→ Directions for this task:
Nothing but an exact copy of the listing should appear in the response.
─── Given entries ───
//! Scan command implementation.

use anyhow::Result;
use std::path::{Path, PathBuf};

use super::classify::classify_files;
use super::output::{self, Report};
use crate::config_resolver::ConfigSource;
use crate::{CliOptions, OutputFormat};

/// Extensions of C, C++ and Objective-C sources and headers.
const SOURCE_EXTENSIONS: &[&str] = &[
    "c", "cc", "cpp", "cxx", "h", "hh", "hpp", "hxx", "inc", "m", "mm",
];

/// Runs the scan command.
pub fn run(
    root: &Path,
    summary_only: bool,
    format: OutputFormat,
    source: &ConfigSource,
    flags: CliOptions,
) -> Result<()> {
    let (config, policy) = super::load_policy(source, flags)?;

    let paths = collect_sources(root)?;
    tracing::info!("Classifying {} file(s) under {}", paths.len(), root.display());

    let files = classify_files(paths.iter().map(PathBuf::as_path), false, &config, &policy);
    let report = Report::new(source.to_string(), config.options.error_level(), files);

    output::print(&report, format, summary_only)
}

/// Walks `root` honoring ignore files and returns source files in sorted order.
fn collect_sources(root: &Path) -> Result<Vec<PathBuf>> {
    let mut builder = ignore::WalkBuilder::new(root);
    builder.hidden(false).git_ignore(true);

    let mut files = Vec::new();
    for entry in builder.build() {
        let entry = entry?;
        let path = entry.path();

        if !path.is_file() {
            continue;
        }

        let is_source = path
            .extension()
            .and_then(|e| e.to_str())
            .is_some_and(|e| SOURCE_EXTENSIONS.contains(&e));
        if is_source {
            files.push(path.to_path_buf());
        }
    }

    files.sort();
    Ok(files)
}

#[cfg(test)]
mod tests {
    use super::*;
    use decl_scope_core::{Classification, Config};
    use std::fs;
    use tempfile::TempDir;

    fn touch(root: &Path, rel: &str) {
        let path = root.join(rel);
        fs::create_dir_all(path.parent().unwrap()).unwrap();
        fs::write(path, "").unwrap();
    }

    #[test]
    fn only_sources_are_collected() {
        let tmp = TempDir::new().unwrap();
        touch(tmp.path(), "chrome/foo.cc");
        touch(tmp.path(), "chrome/foo.h");
        touch(tmp.path(), "chrome/BUILD.gn");
        touch(tmp.path(), "ios/bar.mm");

        let files = collect_sources(tmp.path()).unwrap();
        let names: Vec<_> = files
            .iter()
            .map(|p| p.strip_prefix(tmp.path()).unwrap().to_string_lossy().replace('\\', "/"))
            .collect();
        assert_eq!(names, vec!["chrome/foo.cc", "chrome/foo.h", "ios/bar.mm"]);
    }

    #[test]
    fn tree_is_classified() {
        let tmp = TempDir::new().unwrap();
        touch(tmp.path(), "chrome/foo.cc");
        touch(tmp.path(), "third_party/zlib/zlib.h");
        touch(tmp.path(), "third_party/blink/renderer/node.cc");
        touch(tmp.path(), "third_party/blink/browser/host.cc");

        let config = Config::default();
        let policy = config.load_policy().unwrap();
        let paths = collect_sources(tmp.path()).unwrap();
        let report = Report::new(
            "test".to_string(),
            config.options.error_level(),
            classify_files(paths.iter().map(PathBuf::as_path), false, &config, &policy),
        );

        let by_name = |suffix: &str| {
            report
                .files
                .iter()
                .find(|f| f.file.replace('\\', "/").ends_with(suffix))
                .map(|f| f.classification)
        };
        assert_eq!(by_name("chrome/foo.cc"), Some(Classification::Internal));
        assert_eq!(by_name("zlib/zlib.h"), Some(Classification::ThirdParty));
        assert_eq!(by_name("renderer/node.cc"), Some(Classification::SpecialSubset));
        assert_eq!(by_name("browser/host.cc"), Some(Classification::Internal));
        assert_eq!(report.counts.internal, 2);
    }
}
───
→ Worked solution:
//! Scan command implementation.

use anyhow::Result;
use std::path::{Path, PathBuf};

use super::classify::classify_files;
use super::output::{self, Report};
use crate::config_resolver::ConfigSource;
use crate::{CliOptions, OutputFormat};

/// Extensions of C, C++ and Objective-C sources and headers.
const SOURCE_EXTENSIONS: &[&str] = &[
    "c", "cc", "cpp", "cxx", "h", "hh", "hpp", "hxx", "inc", "m", "mm",
];

/// Runs the scan command.
pub fn run(
    root: &Path,
    summary_only: bool,
    format: OutputFormat,
    source: &ConfigSource,
    flags: CliOptions,
) -> Result<()> {
    let (config, policy) = super::load_policy(source, flags)?;

    let paths = collect_sources(root)?;
    tracing::info!("Classifying {} file(s) under {}", paths.len(), root.display());

    let files = classify_files(paths.iter().map(PathBuf::as_path), false, &config, &policy);
    let report = Report::new(source.to_string(), config.options.error_level(), files);

    output::print(&report, format, summary_only)
}

/// Walks `root` honoring ignore files and returns source files in sorted order.
fn collect_sources(root: &Path) -> Result<Vec<PathBuf>> {
    let mut builder = ignore::WalkBuilder::new(root);
    builder.hidden(false).git_ignore(true);

    let mut files = Vec::new();
    for entry in builder.build() {
        let entry = entry?;
        let path = entry.path();

        if !path.is_file() {
            continue;
        }

        let is_source = path
            .extension()
            .and_then(|e| e.to_str())
            .is_some_and(|e| SOURCE_EXTENSIONS.contains(&e));
        if is_source {
            files.push(path.to_path_buf());
        }
    }

    files.sort();
    Ok(files)
}

#[cfg(test)]
mod tests {
    use super::*;
    use decl_scope_core::{Classification, Config};
    use std::fs;
    use tempfile::TempDir;

    fn touch(root: &Path, rel: &str) {
        let path = root.join(rel);
        fs::create_dir_all(path.parent().unwrap()).unwrap();
        fs::write(path, "").unwrap();
    }

    #[test]
    fn only_sources_are_collected() {
        let tmp = TempDir::new().unwrap();
        touch(tmp.path(), "chrome/foo.cc");
        touch(tmp.path(), "chrome/foo.h");
        touch(tmp.path(), "chrome/BUILD.gn");
        touch(tmp.path(), "ios/bar.mm");

        let files = collect_sources(tmp.path()).unwrap();
        let names: Vec<_> = files
            .iter()
            .map(|p| p.strip_prefix(tmp.path()).unwrap().to_string_lossy().replace('\\', "/"))
            .collect();
        assert_eq!(names, vec!["chrome/foo.cc", "chrome/foo.h", "ios/bar.mm"]);
    }

    #[test]
    fn tree_is_classified() {
        let tmp = TempDir::new().unwrap();
        touch(tmp.path(), "chrome/foo.cc");
        touch(tmp.path(), "third_party/zlib/zlib.h");
        touch(tmp.path(), "third_party/blink/renderer/node.cc");
        touch(tmp.path(), "third_party/blink/browser/host.cc");

        let config = Config::default();
        let policy = config.load_policy().unwrap();
        let paths = collect_sources(tmp.path()).unwrap();
        let report = Report::new(
            "test".to_string(),
            config.options.error_level(),
            classify_files(paths.iter().map(PathBuf::as_path), false, &config, &policy),
        );

        let by_name = |suffix: &str| {
            report
                .files
                .iter()
                .find(|f| f.file.replace('\\', "/").ends_with(suffix))
                .map(|f| f.classification)
        };
        assert_eq!(by_name("chrome/foo.cc"), Some(Classification::Internal));
        assert_eq!(by_name("zlib/zlib.h"), Some(Classification::ThirdParty));
        assert_eq!(by_name("renderer/node.cc"), Some(Classification::SpecialSubset));
        assert_eq!(by_name("browser/host.cc"), Some(Classification::Internal));
        assert_eq!(report.counts.internal, 2);
    }
}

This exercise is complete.